- **Required action**: Everything from the line containing "assert_eq!(img.height(), 600 +" through the last line of the data below should be set down exactly, and nothing else.

- **Task material**:
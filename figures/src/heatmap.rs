//! Heatmap rendering of dense grid predictions.
//!
//! Values are inverted (`1 - v`) so that likely locations come out dark,
//! clipped to `[0, 1]` and mapped through the `afmhot` colormap.

use std::path::Path;

use anyhow::{bail, Context, Result};
use image::{ImageBuffer, Rgb};
use ndarray::Array2;
use plotters::prelude::*;
use tracing::debug;

/// Width of the titled figure in pixels.
const FIGURE_WIDTH: u32 = 1200;
/// Height reserved for the figure title.
const TITLE_HEIGHT: u32 = 48;

/// Render `1 - grid` as one pixel per cell.
pub fn render(grid: &Array2<f32>) -> ImageBuffer<Rgb<u8>, Vec<u8>> {
    let (h, w) = grid.dim();
    let mut img = ImageBuffer::<Rgb<u8>, _>::new(w as u32, h as u32);
    for ((r, c), &v) in grid.indexed_iter() {
        img.put_pixel(c as u32, r as u32, colormap(1.0 - v));
    }
    img
}

/// Save the raw heatmap image (one pixel per grid cell).
pub fn save(grid: &Array2<f32>, out_path: &Path) -> Result<()> {
    render(grid)
        .save(out_path)
        .with_context(|| format!("Cannot write heatmap to {}", out_path.display()))?;
    debug!("Heatmap written to {}", out_path.display());
    Ok(())
}

/// Save a titled figure of the heatmap, scaled to [`FIGURE_WIDTH`].
pub fn save_figure(grid: &Array2<f32>, title: &str, out_path: &Path) -> Result<()> {
    let (h, w) = grid.dim();
    if h == 0 || w == 0 {
        bail!("Cannot draw an empty {h}x{w} grid");
    }
    let img_h = ((FIGURE_WIDTH as f64 * h as f64 / w as f64).round() as u32).max(1);

    let root = BitMapBackend::new(out_path, (FIGURE_WIDTH, img_h + TITLE_HEIGHT))
        .into_drawing_area();
    root.fill(&WHITE).context("Cannot clear figure")?;
    let body = root
        .titled(title, ("sans-serif", 24))
        .context("Cannot draw figure title")?;

    let (body_w, body_h) = body.dim_in_pixel();
    for y in 0..body_h {
        let r = ((y as f64 / body_h as f64) * h as f64) as usize;
        for x in 0..body_w {
            let c = ((x as f64 / body_w as f64) * w as f64) as usize;
            let Rgb([red, green, blue]) = colormap(1.0 - grid[[r.min(h - 1), c.min(w - 1)]]);
            body.draw_pixel((x as i32, y as i32), &RGBColor(red, green, blue))
                .context("Cannot draw heatmap pixel")?;
        }
    }

    root.present()
        .with_context(|| format!("Cannot write figure to {}", out_path.display()))?;
    debug!("Figure written to {}", out_path.display());
    Ok(())
}

/// matplotlib's `afmhot` on `[0, 1]`; out-of-range values are clipped,
/// non-finite values render white.
pub fn colormap(val: f32) -> Rgb<u8> {
    let v = if val.is_finite() { val.clamp(0.0, 1.0) } else { 1.0 };
    let channel = |offset: f32| (255.0 * (2.0 * v - offset).clamp(0.0, 1.0)).round() as u8;
    Rgb([channel(0.0), channel(0.5), channel(1.0)])
}

#[cfg(test)]
mod tests {
    use super::*;
    use crate::testutil::temp_dir;
    use ndarray::array;

    #[test]
    fn test_colormap_endpoints() {
        assert_eq!(colormap(0.0), Rgb([0, 0, 0]));
        assert_eq!(colormap(1.0), Rgb([255, 255, 255]));
        assert_eq!(colormap(0.5), Rgb([255, 128, 0]));
    }

    #[test]
    fn test_colormap_clips() {
        assert_eq!(colormap(-3.0), colormap(0.0));
        assert_eq!(colormap(7.0), colormap(1.0));
        assert_eq!(colormap(f32::NAN), colormap(1.0));
    }

    #[test]
    fn test_render_inverts() {
        // certain presence → black, ocean (0) → white, outline (≥1) → black
        let grid = array![[1.0f32, 0.0], [1.7, 0.5]];
        let img = render(&grid);
        assert_eq!(img.dimensions(), (2, 2));
        assert_eq!(*img.get_pixel(0, 0), Rgb([0, 0, 0]));
        assert_eq!(*img.get_pixel(1, 0), Rgb([255, 255, 255]));
        assert_eq!(*img.get_pixel(0, 1), Rgb([0, 0, 0]));
    }

    #[test]
    fn test_save_png() {
        let path = temp_dir("heatmap_raw").join("0042.png");
        let _ = std::fs::remove_file(&path);
        save(&Array2::from_elem((3, 6), 0.25), &path).unwrap();
        let img = image::open(&path).unwrap();
        assert_eq!((img.width(), img.height()), (6, 3));
    }

    #[test]
    fn test_save_into_missing_dir_fails_with_context() {
        let path = temp_dir("heatmap_nodir").join("absent").join("0001.png");
        let _ = std::fs::remove_dir_all(path.parent().unwrap());
        let err = save(&Array2::from_elem((2, 2), 0.5), &path).unwrap_err();
        assert!(format!("{err}").contains("Cannot write heatmap"), "got: {err}");
    }

    #[test]
    fn test_save_figure_size() {
        let path = temp_dir("heatmap_figure").join("0042_figure.png");
        let _ = std::fs::remove_file(&path);
        // 3x6 grid scales to 1200x600, plus the title band
        let grid = Array2::from_shape_fn((3, 6), |(r, c)| (r * 6 + c) as f32 / 17.0);
        save_figure(&grid, "Test species 42", &path).unwrap();
        let img = image::open(&path).unwrap();
        assert_eq!(img.width(), FIGURE_WIDTH);
        assert_eq!(img.height(), 600 + TITLE_HEIGHT);
    }

    #[test]
    fn test_save_figure_rejects_empty_grid() {
        let path = temp_dir("heatmap_empty").join("empty_figure.png");
        let _ = std::fs::remove_file(&path);
        let err = save_figure(&Array2::zeros((0, 4)), "empty", &path).unwrap_err();
        assert!(format!("{err}").contains("empty"), "got: {err}");
        assert!(!path.exists());
    }
}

- **Answer to the problem**:
        assert_eq!(img.height(), 600 + TITLE_HEIGHT);
    }

    #[test]
    fn test_save_figure_rejects_empty_grid() {
        let path = temp_dir("heatmap_empty").join("empty_figure.png");
        let _ = std::fs::remove_file(&path);
        let err = save_figure(&Array2::zeros((0, 4)), "empty", &path).unwrap_err();
        assert!(format!("{err}").contains("empty"), "got: {err}");
        assert!(!path.exists());
    }
}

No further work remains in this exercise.